Tiraspol is the capital of the MRP, a former part of
Moldavia, which declared its independence in the
beginning of the 90s. The big majority of the
population is Russian origin. The government of
MRP still sticks - or at least pretend to do so - to
the communist ideal, which seems to be in this
version just a corrupt and poor imitation.
We go to the university in order to find some
students willing to fill out some of our
questionnaires. Some of us dare to enter a lecture
room where a English class just finishes its lecture.
Madame Professor surveys us critically and finally
asks with dominant voice: "Who are you and what
do you want?" Nothing easier than that. She starts
to smile. After explaining the situation in Russian
language to her student, she invites us to stay. Now
the students, all of them are girls, start to survey us
Olga, Natasha and her friends seemed to be overtaxed with our questions concerning political future, the situation now and before the civil war, Europe etc. Every question causes hot debates among them before everyone ticks the same choice. Sometimes the English students had some problems to understand our questions. Madame Professor kindly helped them from time to time and asked us how to pronounce certain English vocabulary. Yep. After finishing work we wanted to invite the ladies for a drink. But they've lectures, so any solution? As we didn't want to cause any inconveniences, we asked the teacher, if we can complete the questionnaires outside. She deliberated two times - and cancelled the whole lecture for about 40 students. (She knows how to tread AEGEE.) This all may sound a bit superficial, but actually it was me who was Karl May's greenhorn. The first impression I had was like "o my god, they have no future, no possibility to go the way they want to go...." The city remembered me on a museum of a Soviet Union which existed ages ago, unreal and artificial.
But by talking to each other, I discovered that there's not that much difference between them and me. Of course, like all other young people they have imaginations of their future, their aims of life, their fears and hopes; honestly, it looked a bit strange seeing girls wearing skirts shorter than those of the Spice-Girls, made-up like a Diva in a Oscar's night, MTV free-your-mind T-shirts in a city like this. Okay, but what's the difference to the West? There was Olga, 19 years old, married with a Polish taxi driver, having already a baby. As we invited her to visit us in the Republic of Moldova or Romania, she just smiled embarrassed. It wasn't only a matter of money, there was something like "I can't go there because it's...."; no why, no argument; she remembered me to a child playing in the garden, not being allowed to go to close to the fence.
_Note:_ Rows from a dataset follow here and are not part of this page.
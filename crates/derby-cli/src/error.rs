//! CLI error type and its miette rendering.

use std::path::PathBuf;

use miette::Report;
use thiserror::Error;

#[derive(Debug, Error)]
pub enum CliError {
    /// Configuration could not be loaded or is invalid
    #[error("Configuration error: {0}")]
    Config(#[from] derby_config::ConfigError),

    /// Bundling or writing the scripts failed
    #[error(transparent)]
    Bundle(#[from] derby_bundler::Error),

    /// Invalid command-line arguments or options
    #[error("Invalid argument: {0}")]
    InvalidArgument(String),

    #[error("File not found: {}", .0.display())]
    FileNotFound(PathBuf),

    #[error("I/O error: {0}")]
    Io(#[from] std::io::Error),
}

pub type Result<T> = std::result::Result<T, CliError>;

/// Convert a CLI error into a report; bundler errors keep their codes and
/// help text.
pub fn cli_error_to_miette(err: CliError) -> Report {
    match err {
        CliError::Bundle(e) => Report::new(e),
        CliError::FileNotFound(path) => miette::miette!(
            help = "Pass --entry or set app.filename in derby.toml",
            "File not found: {}",
            path.display()
        ),
        _ => miette::miette!("{}", err),
    }
}

#[cfg(test)]
mod tests {
    use super::*;

    #[test]
    fn bundler_errors_keep_diagnostic_code() {
        let report = cli_error_to_miette(CliError::Bundle(derby_bundler::Error::NotBundled(
            "app".into(),
        )));
        let code = report.code().map(|c| c.to_string());
        assert_eq!(code.as_deref(), Some("NOT_BUNDLED"));
    }

    #[test]
    fn config_errors_are_prefixed() {
        let err = CliError::Config(derby_config::ConfigError::NotFound("derby.toml".into()));
        assert!(err.to_string().starts_with("Configuration error:"));
    }
}
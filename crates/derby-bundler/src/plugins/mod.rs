//! Rolldown plugins used by the backend.
//!
//! - [`VirtualModulesPlugin`] serves generated modules (the views module)
//! - [`BundleFilesPlugin`] records every file the bundler touches

pub mod bundle_files;
pub mod registry;
pub mod virtual_modules;

pub use bundle_files::BundleFilesPlugin;
pub use registry::{DerbyPlugin, PluginPhase, PluginRegistry};
pub use virtual_modules::VirtualModulesPlugin;
//! Command-line interface definition.

use std::path::PathBuf;

use clap::{Args, Parser, Subcommand};

/// Bundle Derby apps into content-hashed browser scripts
#[derive(Parser, Debug)]
#[command(
    name = "derby-bundle",
    version,
    about = "Bundle Derby apps into content-hashed browser scripts",
    long_about = "Bundles a Derby app's client code with Rolldown, writes it to\n\
                  {dir}/derby/{name}-{hash}.js together with a source map, and\n\
                  prints the public script URL."
)]
pub struct Cli {
    /// Enable verbose logging (debug level)
    #[arg(short, long, global = true)]
    pub verbose: bool,

    /// Suppress all output except errors
    #[arg(short, long, global = true, conflicts_with = "verbose")]
    pub quiet: bool,

    /// Disable colored output
    #[arg(long, global = true)]
    pub no_color: bool,

    #[command(subcommand)]
    pub command: Command,
}

#[derive(Subcommand, Debug)]
pub enum Command {
    /// Bundle the app once and write its scripts
    Write(BundleArgs),

    /// Write the scripts, then rewrite them whenever a bundled file changes
    ///
    /// Stale bundles of the app are removed after every write. Stops on
    /// Ctrl-C.
    Watch(BundleArgs),

    /// Print the script tag for a script URL
    Tag(TagArgs),
}

/// Arguments shared by `write` and `watch`.
///
/// Anything left unset falls back to `derby.toml`, then `DERBY_*`
/// environment variables, then defaults.
#[derive(Args, Debug, Clone, Default)]
pub struct BundleArgs {
    /// Client entry file of the app
    #[arg(short, long, value_name = "FILE")]
    pub entry: Option<PathBuf>,

    /// App name, used as the bundle filename prefix
    #[arg(short, long)]
    pub name: Option<String>,

    /// Public directory; scripts go to <DIR>/derby
    #[arg(short, long, default_value = "public", value_name = "DIR")]
    pub dir: PathBuf,

    /// Config file (defaults to ./derby.toml when present)
    #[arg(short, long, value_name = "FILE")]
    pub config: Option<PathBuf>,

    /// Minify the bundle (default in production)
    #[arg(long, conflicts_with = "no_minify")]
    pub minify: bool,

    /// Never minify, even in production
    #[arg(long)]
    pub no_minify: bool,

    /// Skip writing the .map.json file and the sourceMappingURL comment
    #[arg(long)]
    pub disable_script_map: bool,

    /// Public URL prefix of the scripts, e.g. a CDN origin
    #[arg(long, value_name = "URL")]
    pub base_url: Option<String>,

    /// Public URL prefix of the source maps
    #[arg(long, value_name = "URL")]
    pub map_base_url: Option<String>,

    /// Mark the script tag crossorigin
    #[arg(long)]
    pub crossorigin: bool,

    /// Build in production mode
    #[arg(long)]
    pub production: bool,
}

#[derive(Args, Debug, Clone)]
pub struct TagArgs {
    /// Public script URL
    #[arg(short, long)]
    pub url: String,

    /// Add the crossorigin attribute
    #[arg(long)]
    pub crossorigin: bool,
}

#[cfg(test)]
mod tests {
    use super::*;

    #[test]
    fn parses_write_args() {
        let cli = Cli::try_parse_from([
            "derby-bundle",
            "write",
            "--entry",
            "src/app.js",
            "--name",
            "blog",
            "--no-minify",
            "--disable-script-map",
        ])
        .unwrap();

        let Command::Write(args) = cli.command else {
            panic!("expected write");
        };
        assert_eq!(args.entry, Some(PathBuf::from("src/app.js")));
        assert_eq!(args.name.as_deref(), Some("blog"));
        assert_eq!(args.dir, PathBuf::from("public"));
        assert!(args.no_minify);
        assert!(!args.minify);
        assert!(args.disable_script_map);
    }

    #[test]
    fn minify_flags_conflict() {
        let result = Cli::try_parse_from(["derby-bundle", "write", "--minify", "--no-minify"]);
        assert!(result.is_err());
    }

    #[test]
    fn verbose_and_quiet_conflict() {
        let result = Cli::try_parse_from(["derby-bundle", "-v", "-q", "tag", "--url", "/a.js"]);
        assert!(result.is_err());
    }

    #[test]
    fn global_flags_after_subcommand() {
        let cli = Cli::try_parse_from(["derby-bundle", "tag", "--url", "/a.js", "--no-color"])
            .unwrap();
        assert!(cli.no_color);
    }
}
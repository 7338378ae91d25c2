//! Logging setup for the CLI, on top of `derby_bundler::logging`.

use derby_bundler::{LogLevel, init_logging_exact, init_logging_with};

/// Install the global subscriber.
///
/// `--verbose` and `--quiet` pin the level. Without either, `RUST_LOG` is
/// honored and falls back to info for the derby crates.
pub fn init_logger(verbose: bool, quiet: bool, no_color: bool) {
    match level_for(verbose, quiet) {
        Some(level) => init_logging_exact(level, !no_color),
        None => init_logging_with(LogLevel::Info, !no_color),
    }
}

fn level_for(verbose: bool, quiet: bool) -> Option<LogLevel> {
    if verbose {
        Some(LogLevel::Debug)
    } else if quiet {
        Some(LogLevel::Error)
    } else {
        None
    }
}

#[cfg(test)]
mod tests {
    use super::*;

    #[test]
    fn verbose_wins_over_quiet() {
        assert_eq!(level_for(true, true), Some(LogLevel::Debug));
    }

    #[test]
    fn quiet_is_errors_only() {
        assert_eq!(level_for(false, true), Some(LogLevel::Error));
        assert_eq!(LogLevel::Error.directives(), "error");
    }

    #[test]
    fn no_flag_defers_to_the_environment() {
        assert_eq!(level_for(false, false), None);
    }
}
//! `derby-bundle`: write, watch and link Derby app bundles.

use clap::Parser;
use derby_cli::{cli, commands, error, logger, ui};
use miette::Result;

#[tokio::main]
async fn main() -> Result<()> {
    let args = cli::Cli::parse();

    logger::init_logger(args.verbose, args.quiet, args.no_color);
    ui::init_colors(args.no_color);

    let result = match args.command {
        cli::Command::Write(bundle_args) => commands::write_execute(bundle_args).await,
        cli::Command::Watch(bundle_args) => commands::watch_execute(bundle_args).await,
        cli::Command::Tag(tag_args) => commands::tag_execute(tag_args),
    };

    result.map_err(error::cli_error_to_miette)
}
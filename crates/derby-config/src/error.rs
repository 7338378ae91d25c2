//! Error types for configuration loading and validation.

use std::path::PathBuf;

use thiserror::Error;

pub type Result<T> = std::result::Result<T, ConfigError>;

#[derive(Debug, Error)]
pub enum ConfigError {
    #[error("config file not found: {0}")]
    NotFound(PathBuf),

    #[error("invalid config value for '{field}': {hint}")]
    InvalidValue { field: String, hint: String },

    #[error("failed to extract configuration: {0}")]
    Extract(#[from] Box<figment::Error>),

    #[error("I/O error: {0}")]
    Io(#[from] std::io::Error),
}

impl From<figment::Error> for ConfigError {
    fn from(err: figment::Error) -> Self {
        ConfigError::Extract(Box::new(err))
    }
}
Of course it's not everybody's thing to travel across Europe, but at least a certain joy of discovery I thought to find.
Now writing these impressions down, I would like to continue our conversation. Too many questions left unanswered.
Today I get enthusiastic when I think of the time spent in Romania, Moldova and MRP. For me it was history at work. We shouldn't miss it. I made the experience that the more difficult it is to get into the country, the culture and the people, the harder it is to say good-bye.